• Work required:
Stop at the line containing "use adaptutor_core::error::ProviderError;": every line of the listing from the first up to that one must be set down exactly.

• Extracted data:
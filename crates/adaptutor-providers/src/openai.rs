//! OpenAI-compatible chat completions provider.

use std::time::Instant;

use async_trait::async_trait;
use serde::{Deserialize, Serialize};
use tracing::instrument;

use adaptutor_core::error::ProviderError;
use adaptutor_core::traits::{
    extract_json_from_markdown, GenerateRequest, GenerateResponse, LlmProvider, ModelInfo,
    TokenUsage, DEFAULT_SYSTEM_PROMPT,
};

use crate::http::{build_client, check_status, send_error};

const DEFAULT_BASE_URL: &str = "https://api.openai.com";

/// OpenAI-compatible API provider.
pub struct OpenAiProvider {
    api_key: String,
    base_url: String,
    org_id: Option<String>,
    client: reqwest::Client,
}

impl OpenAiProvider {
    pub fn new(
        api_key: &str,
        base_url: Option<String>,
        org_id: Option<String>,
    ) -> anyhow::Result<Self> {
        Ok(Self {
            api_key: api_key.to_string(),
            base_url: base_url.unwrap_or_else(|| DEFAULT_BASE_URL.to_string()),
            org_id,
            client: build_client()?,
        })
    }
}

#[derive(Serialize)]
struct OpenAiRequest {
    model: String,
    max_tokens: u32,
    temperature: f64,
    messages: Vec<OpenAiMessage>,
}

#[derive(Serialize)]
struct OpenAiMessage {
    role: &'static str,
    content: String,
}

#[derive(Deserialize)]
struct OpenAiResponse {
    choices: Vec<OpenAiChoice>,
    #[serde(default)]
    usage: OpenAiUsage,
    model: String,
}

#[derive(Deserialize)]
struct OpenAiChoice {
    message: OpenAiChoiceMessage,
}

#[derive(Deserialize)]
struct OpenAiChoiceMessage {
    #[serde(default)]
    content: Option<String>,
}

#[derive(Deserialize, Default)]
struct OpenAiUsage {
    #[serde(default)]
    prompt_tokens: u32,
    #[serde(default)]
    completion_tokens: u32,
    #[serde(default)]
    total_tokens: u32,
}

#[async_trait]
impl LlmProvider for OpenAiProvider {
    fn name(&self) -> &str {
        "openai"
    }

    #[instrument(skip(self, request), fields(model = %request.model))]
    async fn generate(&self, request: &GenerateRequest) -> anyhow::Result<GenerateResponse> {
        let start = Instant::now();

        let system_prompt = request
            .system_prompt
            .clone()
            .unwrap_or_else(|| DEFAULT_SYSTEM_PROMPT.to_string());

        let body = OpenAiRequest {
            model: request.model.clone(),
            max_tokens: request.max_tokens,
            temperature: request.temperature,
            messages: vec![
                OpenAiMessage {
                    role: "system",
                    content: system_prompt,
                },
                OpenAiMessage {
                    role: "user",
                    content: request.prompt.clone(),
                },
            ],
        };

        let mut req = self
            .client
            .post(format!("{}/v1/chat/completions", self.base_url))
            .header("Authorization", format!("Bearer {}", self.api_key))
            .header("content-type", "application/json");

        if let Some(org) = &self.org_id {
            req = req.header("OpenAI-Organization", org);
        }

        let response = req.json(&body).send().await.map_err(send_error)?;
        let response = check_status(response, &request.model).await?;

        let api_response: OpenAiResponse =
            response
                .json()
                .await
                .map_err(|e| ProviderError::ApiError {
                    status: 0,
                    message: format!("failed to parse response: {e}"),
                })?;

        let latency_ms = start.elapsed().as_millis() as u64;
        let content = api_response
            .choices
            .into_iter()
            .next()
            .and_then(|c| c.message.content)
            .unwrap_or_default();
        let extracted_payload = extract_json_from_markdown(&content);

        // GPT-4.1 mini pricing: $0.40/$1.60 per 1M tokens
        let estimated_cost = (api_response.usage.prompt_tokens as f64 * 0.4
            + api_response.usage.completion_tokens as f64 * 1.6)
            / 1_000_000.0;

        Ok(GenerateResponse {
            content,
            extracted_payload,
            model: api_response.model,
            token_usage: TokenUsage {
                prompt_tokens: api_response.usage.prompt_tokens,
                completion_tokens: api_response.usage.completion_tokens,
                total_tokens: api_response.usage.total_tokens,
                estimated_cost_usd: estimated_cost,
            },
            latency_ms,
        })
    }

    fn available_models(&self) -> Vec<ModelInfo> {
        vec![
            ModelInfo {
                id: "gpt-4.1".into(),
                name: "GPT-4.1".into(),
                provider: "openai".into(),
                max_context: 1_000_000,
                cost_per_1k_input: 0.002,
                cost_per_1k_output: 0.008,
            },
            ModelInfo {
                id: "gpt-4.1-mini".into(),
                name: "GPT-4.1 Mini".into(),
                provider: "openai".into(),
                max_context: 1_000_000,
                cost_per_1k_input: 0.0004,
                cost_per_1k_output: 0.0016,
            },
            ModelInfo {
                id: "gpt-4o-mini".into(),
                name: "GPT-4o Mini".into(),
                provider: "openai".into(),
                max_context: 128_000,
                cost_per_1k_input: 0.00015,
                cost_per_1k_output: 0.0006,
            },
        ]
    }
}

#[cfg(test)]
mod tests {
    use super::*;
    use wiremock::matchers::{header, method, path};
    use wiremock::{Mock, MockServer, ResponseTemplate};

    fn request() -> GenerateRequest {
        GenerateRequest {
            model: "gpt-4.1-mini".into(),
            prompt: "Generate 5 questions".into(),
            system_prompt: None,
            max_tokens: 1024,
            temperature: 0.7,
        }
    }

    #[tokio::test]
    async fn successful_generation() {
        let server = MockServer::start().await;

        let response_body = serde_json::json!({
            "choices": [{"message": {"content": "```json\n[{\"id\": 1}]\n```", "role": "assistant"}, "index": 0}],
            "model": "gpt-4.1-mini",
            "usage": {"prompt_tokens": 40, "completion_tokens": 15, "total_tokens": 55}
        });

        Mock::given(method("POST"))
            .and(path("/v1/chat/completions"))
            .and(header("Authorization", "Bearer test-key"))
            .respond_with(ResponseTemplate::new(200).set_body_json(&response_body))
            .mount(&server)
            .await;

        let provider = OpenAiProvider::new("test-key", Some(server.uri()), None).unwrap();
        let response = provider.generate(&request()).await.unwrap();

        assert_eq!(response.extracted_payload, "[{\"id\": 1}]");
        assert_eq!(response.model, "gpt-4.1-mini");
        assert_eq!(response.token_usage.total_tokens, 55);
    }

    #[tokio::test]
    async fn rate_limit_honours_retry_after() {
        let server = MockServer::start().await;

        Mock::given(method("POST"))
            .and(path("/v1/chat/completions"))
            .respond_with(ResponseTemplate::new(429).insert_header("retry-after", "7"))
            .mount(&server)
            .await;

        let provider = OpenAiProvider::new("key", Some(server.uri()), None).unwrap();
        let err = provider.generate(&request()).await.unwrap_err();

        assert!(matches!(
            err.downcast_ref::<ProviderError>(),
            Some(ProviderError::RateLimited {
                retry_after_ms: 7000
            })
        ));
    }

    #[tokio::test]
    async fn unauthorized_is_permanent() {
        let server = MockServer::start().await;

        Mock::given(method("POST"))
            .and(path("/v1/chat/completions"))
            .respond_with(ResponseTemplate::new(401).set_body_string("invalid api key"))
            .mount(&server)
            .await;

        let provider = OpenAiProvider::new("bad", Some(server.uri()), None).unwrap();
        let err = provider.generate(&request()).await.unwrap_err();
        let provider_error = err.downcast_ref::<ProviderError>().unwrap();

        assert!(matches!(provider_error, ProviderError::AuthenticationFailed(_)));
        assert!(provider_error.is_permanent());
    }

    #[tokio::test]
    async fn server_error_is_transient() {
        let server = MockServer::start().await;

        Mock::given(method("POST"))
            .and(path("/v1/chat/completions"))
            .respond_with(ResponseTemplate::new(500).set_body_string("internal error"))
            .mount(&server)
            .await;

        let provider = OpenAiProvider::new("key", Some(server.uri()), None).unwrap();
        let err = provider.generate(&request()).await.unwrap_err();
        let provider_error = err.downcast_ref::<ProviderError>().unwrap();

        assert!(matches!(provider_error, ProviderError::ApiError { status: 500, .. }));
        assert!(!provider_error.is_permanent());
    }
}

• Task output:
filename crates/adaptutor-providers/src/openai.rs
//! OpenAI-compatible chat completions provider.

use std::time::Instant;

use async_trait::async_trait;
use serde::{Deserialize, Serialize};
use tracing::instrument;

use adaptutor_core::error::ProviderError;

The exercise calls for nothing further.